Researchers from the Berlin Institute for the Foundations of Learning and Data (BIFOLD) at TU Berlin, the Faculty of Medicine at the University of Duisburg-Essen (UDE), and LMU Munich have created a novel artificial intelligence (AI) tool that can decipher complex interrelationships. The study was published in Nature Cancer.
The goal of personalized medicine is to customize care for each patient. The progression of a disease has been predicted using a limited set of parameters. These few criteria, however, are frequently insufficient to comprehend the complexity of illnesses like cancer.
Leveraging the smart hospital infrastructure at University Hospital Essen, the researchers have combined data from various modalities—including medical history, laboratory values, imaging, and genetic analyses—to enhance clinical decision-making.
Although large amounts of clinical data are available in modern medicine, the promise of truly personalized medicine often remains unfulfilled.
Jens Kleesiek, Professor, Institute for Artificial Intelligence in Medicine (IKIM), University Hospital Essen
Jens Kleesiek is also associated with the Cancer Research Center Cologne Essen (CCCE).

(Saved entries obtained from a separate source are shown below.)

//! One-shot host sampling.
//!
//! A [`Sampler`] turns the raw readings of a [`MetricsSource`] into a
//! [`Sample`]: rounded percentages, aggregate network counters, and the
//! busiest processes. Every call measures afresh; nothing is cached.

use serde::{Deserialize, Serialize};
use std::path::{Path, PathBuf};
use std::sync::Arc;
use std::time::Duration;
use tracing::{debug, warn};

use crate::collectors::NetworkCounters;
use crate::config::{
    Config, DEFAULT_FALLBACK_DISK_PATH, DEFAULT_PRIMARY_DISK_PATH, DEFAULT_TOP_PROCESSES,
};
use crate::error::CollectError;
use crate::source::MetricsSource;

/// Window over which system CPU utilization is measured.
///
/// Each sample blocks for this long; a shorter window would report a
/// misleading instantaneous value.
pub const CPU_SAMPLE_INTERVAL: Duration = Duration::from_secs(1);

/// Per-process details as reported in `top_processes`.
#[derive(Debug, Clone, PartialEq, Serialize, Deserialize)]
pub struct ProcessInfo {
    pub pid: u32,
    pub name: String,
    pub cpu: f64,
    pub mem: f64,
}

/// A point-in-time snapshot of host utilization.
#[derive(Debug, Clone, PartialEq, Serialize, Deserialize)]
pub struct Sample {
    #[serde(rename = "cpu")]
    pub cpu_percent: f64,
    #[serde(rename = "memory")]
    pub memory_percent: f64,
    #[serde(rename = "disk")]
    pub disk_percent: f64,
    #[serde(rename = "net")]
    pub network_counters: NetworkCounters,
    #[serde(rename = "top_processes")]
    pub processes: Vec<ProcessInfo>,
    /// Seconds since the Unix epoch at collection time.
    pub timestamp: f64,
}

/// Sampler settings derived from [`Config`].
#[derive(Debug, Clone, PartialEq, Eq)]
pub struct SamplerSettings {
    pub primary_disk_path: PathBuf,
    pub fallback_disk_path: PathBuf,
    pub top_processes: usize,
}

impl Default for SamplerSettings {
    fn default() -> Self {
        Self {
            primary_disk_path: PathBuf::from(DEFAULT_PRIMARY_DISK_PATH),
            fallback_disk_path: PathBuf::from(DEFAULT_FALLBACK_DISK_PATH),
            top_processes: DEFAULT_TOP_PROCESSES,
        }
    }
}

impl From<&Config> for SamplerSettings {
    fn from(cfg: &Config) -> Self {
        let defaults = SamplerSettings::default();
        Self {
            primary_disk_path: cfg
                .primary_disk_path
                .as_ref()
                .map(PathBuf::from)
                .unwrap_or(defaults.primary_disk_path),
            fallback_disk_path: cfg
                .fallback_disk_path
                .as_ref()
                .map(PathBuf::from)
                .unwrap_or(defaults.fallback_disk_path),
            top_processes: cfg.top_processes.unwrap_or(defaults.top_processes),
        }
    }
}

/// Produces [`Sample`]s from a [`MetricsSource`].
#[derive(Clone)]
pub struct Sampler {
    source: Arc<dyn MetricsSource>,
    settings: SamplerSettings,
}

impl Sampler {
    pub fn new(source: Arc<dyn MetricsSource>, settings: SamplerSettings) -> Self {
        Self { source, settings }
    }

    pub fn settings(&self) -> &SamplerSettings {
        &self.settings
    }

    /// System CPU percent over [`CPU_SAMPLE_INTERVAL`]. Blocks the calling thread.
    pub fn collect_cpu(&self) -> Result<f64, CollectError> {
        let cpu = self.source.cpu_percent(CPU_SAMPLE_INTERVAL)?;
        Ok(round_to(cpu.clamp(0.0, 100.0), 1))
    }

    pub fn collect_memory(&self) -> Result<f64, CollectError> {
        let mem = self.source.memory_percent()?;
        Ok(round_to(mem.clamp(0.0, 100.0), 1))
    }

    /// Disk percent of the primary path, or of the fallback path when the
    /// primary cannot be read.
    pub fn collect_disk(&self) -> Result<f64, CollectError> {
        let primary = &self.settings.primary_disk_path;
        let fallback = &self.settings.fallback_disk_path;

        let percent = match self.source.disk_percent(primary) {
            Ok(p) => p,
            Err(e) => {
                // Expected on hosts without the primary drive; not an error yet.
                debug!("Primary disk path {} unavailable: {}", primary.display(), e);
                self.source.disk_percent(fallback).map_err(|e| {
                    warn!("Fallback disk path {} unavailable: {}", fallback.display(), e);
                    CollectError::DiskUnavailable {
                        primary: display(primary),
                        fallback: display(fallback),
                    }
                })?
            }
        };

        Ok(round_to(percent.clamp(0.0, 100.0), 1))
    }

    pub fn collect_network(&self) -> Result<NetworkCounters, CollectError> {
        self.source.network_counters()
    }

    /// The `limit` busiest processes, sorted by CPU descending.
    ///
    /// Processes whose details cannot be read are skipped. Equal CPU values
    /// keep the order the source enumerated them in.
    pub fn collect_top_processes(&self, limit: usize) -> Vec<ProcessInfo> {
        let mut procs: Vec<ProcessInfo> = self
            .source
            .processes()
            .into_iter()
            .filter_map(|result| match result {
                Ok(mut info) => {
                    info.cpu = round_to(info.cpu, 2);
                    info.mem = round_to(info.mem, 2);
                    Some(info)
                }
                Err(e) => {
                    // Exited mid-scan or not readable; leave it out.
                    debug!("Skipping process: {}", e);
                    None
                }
            })
            .collect();

        // sort_by is stable, so ties stay in enumeration order
        procs.sort_by(|a, b| b.cpu.total_cmp(&a.cpu));
        procs.truncate(limit);
        procs
    }

    /// Collects one full [`Sample`]. Blocks for at least [`CPU_SAMPLE_INTERVAL`].
    pub fn sample(&self) -> Result<Sample, CollectError> {
        let cpu_percent = self.collect_cpu()?;
        let memory_percent = self.collect_memory()?;
        let disk_percent = self.collect_disk()?;
        let network_counters = self.collect_network()?;
        let processes = self.collect_top_processes(self.settings.top_processes);

        Ok(Sample {
            cpu_percent,
            memory_percent,
            disk_percent,
            network_counters,
            processes,
            timestamp: unix_timestamp(),
        })
    }
}

fn display(path: &Path) -> String {
    path.display().to_string()
}

/// Seconds since the Unix epoch with microsecond precision.
pub fn unix_timestamp() -> f64 {
    chrono::Utc::now().timestamp_micros() as f64 / 1_000_000.0
}

/// Rounds `value` to `decimals` decimal places.
pub fn round_to(value: f64, decimals: i32) -> f64 {
    let factor = 10f64.powi(decimals);
    (value * factor).round() / factor
}
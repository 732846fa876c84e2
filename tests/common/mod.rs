//! Shared fixtures for integration tests.

#![allow(dead_code)]

use std::collections::HashMap;
use std::path::{Path, PathBuf};
use std::sync::Arc;
use std::time::Duration;

use axum::Router;
use hostmon_exporter::{
    build_router, AppState, CollectError, Config, GaugeState, MetricsSource, NetworkCounters,
    ProcessInfo, Sampler, SamplerSettings,
};

pub const HOSTNAME: &str = "test-host-7";

/// Fixed readings standing in for the operating system.
#[derive(Clone)]
pub struct FakeSource {
    pub cpu: f64,
    pub memory: f64,
    /// Readable disk paths and their usage; any other path fails.
    pub disks: HashMap<PathBuf, f64>,
    pub net: NetworkCounters,
    /// `Err(pid)` entries model processes that exit mid-scan.
    pub processes: Vec<Result<ProcessInfo, u32>>,
}

impl Default for FakeSource {
    fn default() -> Self {
        Self {
            cpu: 23.4,
            memory: 51.2,
            disks: HashMap::from([(PathBuf::from("/"), 67.8)]),
            net: NetworkCounters {
                bytes_sent: 1_000,
                bytes_recv: 2_000,
                packets_sent: 10,
                packets_recv: 20,
                errin: 0,
                errout: 1,
                dropin: 2,
                dropout: 0,
            },
            processes: vec![
                Ok(process(1, "init", 0.1, 0.5)),
                Ok(process(200, "postgres", 12.75, 8.0)),
                Ok(process(300, "nginx", 3.0, 1.25)),
            ],
        }
    }
}

impl MetricsSource for FakeSource {
    fn cpu_percent(&self, _interval: Duration) -> Result<f64, CollectError> {
        Ok(self.cpu)
    }

    fn memory_percent(&self) -> Result<f64, CollectError> {
        Ok(self.memory)
    }

    fn disk_percent(&self, path: &Path) -> Result<f64, CollectError> {
        self.disks
            .get(path)
            .copied()
            .ok_or_else(|| CollectError::Statvfs {
                path: path.to_path_buf(),
                source: std::io::Error::from(std::io::ErrorKind::NotFound),
            })
    }

    fn network_counters(&self) -> Result<NetworkCounters, CollectError> {
        Ok(self.net)
    }

    fn processes(&self) -> Vec<Result<ProcessInfo, CollectError>> {
        self.processes
            .iter()
            .map(|p| match p {
                Ok(info) => Ok(info.clone()),
                Err(pid) => Err(CollectError::ProcessGone { pid: *pid }),
            })
            .collect()
    }
}

pub fn process(pid: u32, name: &str, cpu: f64, mem: f64) -> ProcessInfo {
    ProcessInfo {
        pid,
        name: name.to_string(),
        cpu,
        mem,
    }
}

/// Builds shared state around `source` with default sampler settings.
pub fn state_with(source: FakeSource) -> Arc<AppState> {
    let sampler = Sampler::new(Arc::new(source), SamplerSettings::default());
    let gauges = GaugeState::new().expect("gauge registration");
    Arc::new(AppState::new(sampler, gauges, HOSTNAME, Config::default()))
}

pub fn app_with(source: FakeSource) -> Router {
    build_router(state_with(source))
}
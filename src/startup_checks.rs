//! Startup requirement validation for hostmon-exporter.
//!
//! Checks that the proc files the sampler relies on are readable. Problems
//! are logged; the exporter starts regardless.

use nix::unistd::geteuid;
use std::fs;
use std::path::{Path, PathBuf};
use tracing::{info, warn};

/// Files under the proc root that every sample reads.
const REQUIRED_PROC_FILES: [&str; 4] = ["stat", "meminfo", "uptime", "net/dev"];

/// Validate all runtime requirements
pub fn validate_requirements(proc_root: &Path) -> Result<(), ValidationError> {
    info!("Validating runtime requirements...");

    check_user_privileges();
    check_proc_files(proc_root)?;

    info!("All runtime requirements validated");
    Ok(())
}

/// Check if running with sufficient privileges
fn check_user_privileges() {
    if geteuid().is_root() {
        info!("Running as root (uid=0)");
    } else {
        warn!("Not running as root - details of other users' processes may be skipped");
    }
}

/// Check that the proc files read on every sample exist and are readable
fn check_proc_files(proc_root: &Path) -> Result<(), ValidationError> {
    for name in REQUIRED_PROC_FILES {
        let path = proc_root.join(name);
        if let Err(e) = fs::File::open(&path) {
            warn!("Cannot read {}: {}", path.display(), e);
            return Err(ValidationError::ProcFileUnreadable {
                path,
                reason: e.to_string(),
            });
        }
    }
    info!("{} is readable", proc_root.display());
    Ok(())
}

#[derive(Debug, thiserror::Error)]
pub enum ValidationError {
    #[error("Cannot read {path}: {reason}")]
    ProcFileUnreadable { path: PathBuf, reason: String },
}
//! Process-related modules for per-process CPU, memory and discovery.
//!
//! This module provides:
//! - `cpu`: CPU time parsing from /proc/<pid>/stat
//! - `memory`: resident memory from /proc/<pid>/statm
//! - `scanner`: Process discovery and names

pub mod cpu;
pub mod memory;
pub mod scanner;

// Re-export commonly used types
pub use cpu::{read_cpu_times, ProcCpuTimes, CLK_TCK};
pub use memory::{read_rss_bytes, PAGE_SIZE};
pub use scanner::{collect_proc_entries, read_process_name, ProcEntry};
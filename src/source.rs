//! Host metrics sources.
//!
//! [`MetricsSource`] is the seam between the [`Sampler`](crate::sampler::Sampler)
//! and the operating system. [`ProcfsSource`] reads a proc filesystem and
//! statvfs; tests substitute their own implementation.

use std::path::{Path, PathBuf};
use std::thread;
use std::time::Duration;
use tracing::debug;

use crate::collectors::{read_filesystem_usage, read_network_counters, NetworkCounters};
use crate::error::CollectError;
use crate::process::{collect_proc_entries, read_cpu_times, read_process_name, read_rss_bytes};
use crate::sampler::ProcessInfo;
use crate::system::{read_cpu_stat, read_memory_info, read_uptime};

/// Raw, unrounded host readings.
pub trait MetricsSource: Send + Sync {
    /// System-wide CPU percent measured across `interval`. Blocks for `interval`.
    fn cpu_percent(&self, interval: Duration) -> Result<f64, CollectError>;

    /// Percent of physical memory in use.
    fn memory_percent(&self) -> Result<f64, CollectError>;

    /// Percent used of the filesystem holding `path`.
    fn disk_percent(&self, path: &Path) -> Result<f64, CollectError>;

    /// Counters summed over all network interfaces.
    fn network_counters(&self) -> Result<NetworkCounters, CollectError>;

    /// One entry per enumerated process; an `Err` marks a process whose
    /// details could not be read.
    fn processes(&self) -> Vec<Result<ProcessInfo, CollectError>>;
}

/// Reads metrics from a proc filesystem rooted at `proc_root`.
#[derive(Debug, Clone)]
pub struct ProcfsSource {
    proc_root: PathBuf,
}

impl ProcfsSource {
    pub fn new(proc_root: impl Into<PathBuf>) -> Self {
        Self {
            proc_root: proc_root.into(),
        }
    }

    pub fn proc_root(&self) -> &Path {
        &self.proc_root
    }

    fn read_process(
        &self,
        pid: u32,
        proc_path: &Path,
        uptime_seconds: f64,
        mem_total_bytes: u64,
    ) -> Result<ProcessInfo, CollectError> {
        let gone = |e: std::io::Error| {
            if e.kind() == std::io::ErrorKind::NotFound {
                CollectError::ProcessGone { pid }
            } else {
                CollectError::io(proc_path, e)
            }
        };

        let times = read_cpu_times(proc_path).map_err(gone)?;
        let rss_bytes = read_rss_bytes(proc_path).map_err(gone)?;
        let name = read_process_name(proc_path).unwrap_or_default();

        let mem = if mem_total_bytes == 0 {
            0.0
        } else {
            rss_bytes as f64 / mem_total_bytes as f64 * 100.0
        };

        Ok(ProcessInfo {
            pid,
            name,
            cpu: times.lifetime_percent(uptime_seconds),
            mem,
        })
    }
}

impl Default for ProcfsSource {
    fn default() -> Self {
        Self::new("/proc")
    }
}

impl MetricsSource for ProcfsSource {
    fn cpu_percent(&self, interval: Duration) -> Result<f64, CollectError> {
        let before = read_cpu_stat(&self.proc_root)?;
        thread::sleep(interval);
        let after = read_cpu_stat(&self.proc_root)?;
        Ok(after.busy_percent_since(&before))
    }

    fn memory_percent(&self) -> Result<f64, CollectError> {
        Ok(read_memory_info(&self.proc_root)?.used_percent())
    }

    fn disk_percent(&self, path: &Path) -> Result<f64, CollectError> {
        Ok(read_filesystem_usage(path)?.used_percent())
    }

    fn network_counters(&self) -> Result<NetworkCounters, CollectError> {
        read_network_counters(&self.proc_root)
    }

    fn processes(&self) -> Vec<Result<ProcessInfo, CollectError>> {
        let entries = collect_proc_entries(&self.proc_root);

        let context = read_uptime(&self.proc_root).and_then(|uptime| {
            read_memory_info(&self.proc_root).map(|mem| (uptime, mem.total_bytes))
        });
        let (uptime, mem_total) = match context {
            Ok(v) => v,
            Err(e) => {
                debug!("Cannot read process context: {}", e);
                return Vec::new();
            }
        };

        entries
            .iter()
            .map(|entry| self.read_process(entry.pid, &entry.proc_path, uptime, mem_total))
            .collect()
    }
}

#[cfg(test)]
mod tests {
    use super::*;
    use crate::process::{CLK_TCK, PAGE_SIZE};
    use tempfile::{tempdir, TempDir};

    fn stat_line(pid: u32, comm: &str, utime: u64, starttime: u64) -> String {
        format!(
            "{pid} ({comm}) S 1 {pid} {pid} 0 -1 4194304 100 0 0 0 {utime} 0 0 0 20 0 1 0 {starttime} 12345678 1234 18446744073709551615 0 0 0 0 0 0 0 0 0 0 0 0 17 1 0 0 0 0 0"
        )
    }

    fn fake_proc() -> TempDir {
        let dir = tempdir().expect("Failed to create temp dir");
        let root = dir.path();
        std::fs::write(root.join("uptime"), "200.00 100.00\n").unwrap();
        std::fs::write(
            root.join("meminfo"),
            "MemTotal:    1048576 kB\nMemAvailable: 524288 kB\n",
        )
        .unwrap();
        std::fs::write(root.join("stat"), "cpu  10 0 10 80 0 0 0 0\n").unwrap();
        dir
    }

    fn add_process(root: &Path, pid: u32, comm: &str, utime: u64, rss_pages: u64) {
        let dir = root.join(pid.to_string());
        std::fs::create_dir(&dir).unwrap();
        std::fs::write(dir.join("stat"), stat_line(pid, comm, utime, 0)).unwrap();
        std::fs::write(dir.join("statm"), format!("1000 {rss_pages} 0 0 0 0 0\n")).unwrap();
        std::fs::write(dir.join("comm"), format!("{comm}\n")).unwrap();
    }

    #[test]
    fn test_memory_percent() {
        let dir = fake_proc();
        let source = ProcfsSource::new(dir.path());
        assert!((source.memory_percent().unwrap() - 50.0).abs() < 1e-9);
    }

    #[test]
    fn test_cpu_percent_static_counters() {
        let dir = fake_proc();
        let source = ProcfsSource::new(dir.path());
        assert_eq!(source.cpu_percent(Duration::from_millis(1)).unwrap(), 0.0);
    }

    #[test]
    fn test_processes_reads_each_pid() {
        let dir = fake_proc();
        let ticks = *CLK_TCK as u64;
        // 20 CPU seconds over 200 seconds of life = 10%
        add_process(dir.path(), 10, "worker", 20 * ticks, 0);
        let pages = 1024 * 1024 * 1024 / 4 / *PAGE_SIZE;
        add_process(dir.path(), 11, "cache", 0, pages);

        let source = ProcfsSource::new(dir.path());
        let procs: Vec<ProcessInfo> = source.processes().into_iter().flatten().collect();
        assert_eq!(procs.len(), 2);

        assert_eq!(procs[0].pid, 10);
        assert_eq!(procs[0].name, "worker");
        assert!((procs[0].cpu - 10.0).abs() < 0.01, "cpu {}", procs[0].cpu);

        assert_eq!(procs[1].name, "cache");
        assert!((procs[1].mem - 25.0).abs() < 0.01, "mem {}", procs[1].mem);
    }

    #[test]
    fn test_vanished_process_is_an_error_entry() {
        let dir = fake_proc();
        add_process(dir.path(), 10, "alive", 0, 1);
        // Directory present but the stat file is already gone
        std::fs::create_dir(dir.path().join("12")).unwrap();

        let source = ProcfsSource::new(dir.path());
        let results = source.processes();
        assert_eq!(results.len(), 2);
        assert!(results[0].is_ok());
        assert!(matches!(
            results[1],
            Err(CollectError::ProcessGone { pid: 12 })
        ));
    }

    #[test]
    fn test_disk_percent_missing_path() {
        let source = ProcfsSource::default();
        assert!(source
            .disk_percent(Path::new("/nonexistent/mount/point"))
            .is_err());
    }
}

Interaction of 350 Parameters Examined
Individual differences like sex, nutritional status, or comorbidities are not taken into consideration by the rather rigid assessment systems used in oncological clinical practice today, such as the classification of cancer stages.
Modern AI technologies, in particular explainable artificial intelligence (xAI), can be used to decipher these complex interrelationships and personalize cancer medicine to a much greater extent.
Frederick Klauschen, Professor, Director and Research Group Leader, Institute of Pathology, Ludwig Maximilian University of Munich (LMU)
This approach was developed together with Prof. Klaus-Robert Müller.
The AI was trained using data from over 15,000 patients with a total of 38 distinct solid tumors. A total of 350 parameters were analyzed, including genetic tumor profiles, imaging procedure data, laboratory values, and clinical data.
We identified key factors that account for the majority of the decision-making processes in the neural network, as well as a large number of prognostically relevant interactions between the parameters.
Dr. Julius Keyl, Clinician Scientist, Institute for Artificial Intelligence in Medicine (IKIM)
Transparent Decisions
The detected interactions were then confirmed by successfully testing the AI model on data from more than 3,000 patients with lung cancer. The AI compiles the information and determines each patient's overall prognosis. Being an explainable AI, the model explains to clinicians how each parameter affects the prognosis, making its decisions transparent.
“Our results show the potential of artificial intelligence to look at clinical data not in isolation but in context, to re-evaluate them, and thus to enable personalized, data-driven cancer therapy,” said Dr. Philipp Keyl, LMU.
This kind of AI approach could also be applied in emergencies where it is critical to evaluate all diagnostic parameters as soon as possible.
Using traditional statistical techniques, the researchers hope to find intricate cross-cancer relationships that have not yet been identified.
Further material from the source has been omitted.